Yes folks, the time has come to talk of Scrivener's Moon, the third Fever Crumb book, which is officially published in the UK in April, but will probably start to appear in bookshops from about the middle of March.  (I think I can avoid giving away too much about the story, but if you haven't yet read Fever Crumb or A Web of Air then what follows may contain ever so slight spoilers...)

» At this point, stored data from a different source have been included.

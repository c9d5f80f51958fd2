//! Prometheus metrics.

use std::time::Instant;

use axum::body::Body;
use axum::http::Request;
use axum::middleware::Next;
use axum::response::Response;
use metrics::{counter, histogram};
use metrics_exporter_prometheus::{PrometheusBuilder, PrometheusHandle};

/// Install the Prometheus recorder and return the render handle.
pub fn init_metrics() -> PrometheusHandle {
    PrometheusBuilder::new()
        .install_recorder()
        .expect("Failed to install Prometheus recorder")
}

/// Record request counts and latency per method/status.
pub async fn metrics_middleware(request: Request<Body>, next: Next) -> Response {
    let method = request.method().to_string();
    let start = Instant::now();

    let response = next.run(request).await;

    let status = response.status().as_u16().to_string();
    counter!("reel_http_requests_total", "method" => method.clone(), "status" => status)
        .increment(1);
    histogram!("reel_http_request_duration_seconds", "method" => method)
        .record(start.elapsed().as_secs_f64());
    response
}
//! Video composition stage.

use async_trait::async_trait;
use tracing::info;

use reel_models::{Asset, AssetType, Project, ProjectStatus};
use reel_pipeline::{Stage, StageError, StageOutput};

use crate::client::GenerationClient;

/// Composes scene images and audio into the final video.
///
/// Safe to re-run: there is a single video asset per project and it is
/// overwritten by each run.
pub struct VideoStage {
    client: GenerationClient,
}

impl VideoStage {
    pub fn new(client: GenerationClient) -> Self {
        Self { client }
    }

    /// Asset URLs of one type ordered by scene index.
    fn ordered_urls(project: &Project, asset_type: AssetType) -> Vec<String> {
        let mut assets: Vec<&Asset> = project.assets_of_type(asset_type);
        assets.sort_by_key(|a| a.scene_index);
        assets.iter().map(|a| a.url.clone()).collect()
    }
}

#[async_trait]
impl Stage for VideoStage {
    fn status(&self) -> ProjectStatus {
        ProjectStatus::GeneratingVideo
    }

    async fn execute(&self, project: &Project) -> Result<StageOutput, StageError> {
        let images = Self::ordered_urls(project, AssetType::Image);
        let audio = Self::ordered_urls(project, AssetType::Audio);

        if images.is_empty() {
            return Err(StageError::execution("No scene images to compose"));
        }
        if audio.is_empty() {
            return Err(StageError::execution("No audio files to compose into video"));
        }
        if images.len() != audio.len() {
            return Err(StageError::execution(format!(
                "Scene asset mismatch: {} images vs {} audio clips",
                images.len(),
                audio.len()
            )));
        }

        let (width, height) = project.video_format.dimensions();
        let url = self
            .client
            .compose_video(&images, &audio, width, height)
            .await?;

        info!(project_id = %project.id, "Video composed");
        Ok(StageOutput::none().with_assets(vec![Asset::new(AssetType::Video, url)]))
    }
}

Picking up pretty much where A Web of Air left off, Scrivener's Moon covers a longer span of time than any of the previous books set in the world of Mortal Engines (or WoME to its friends) - unless you count the last chapter of A Darkling Plain, of course.  Fever returns to London to find it in the process of being demolished and reconstructed as a Traction City, and for some months, despite her doubts about the whole idea, she does her best to help: then adventure rears its head again, with news from the north about a mysterious black pyramid which Fever's unpredictable mother believes may hold valuable secrets.  So, like the four books in the original quartet, but unlike the previous Fever Crumb titles, this book becomes the story of a journey.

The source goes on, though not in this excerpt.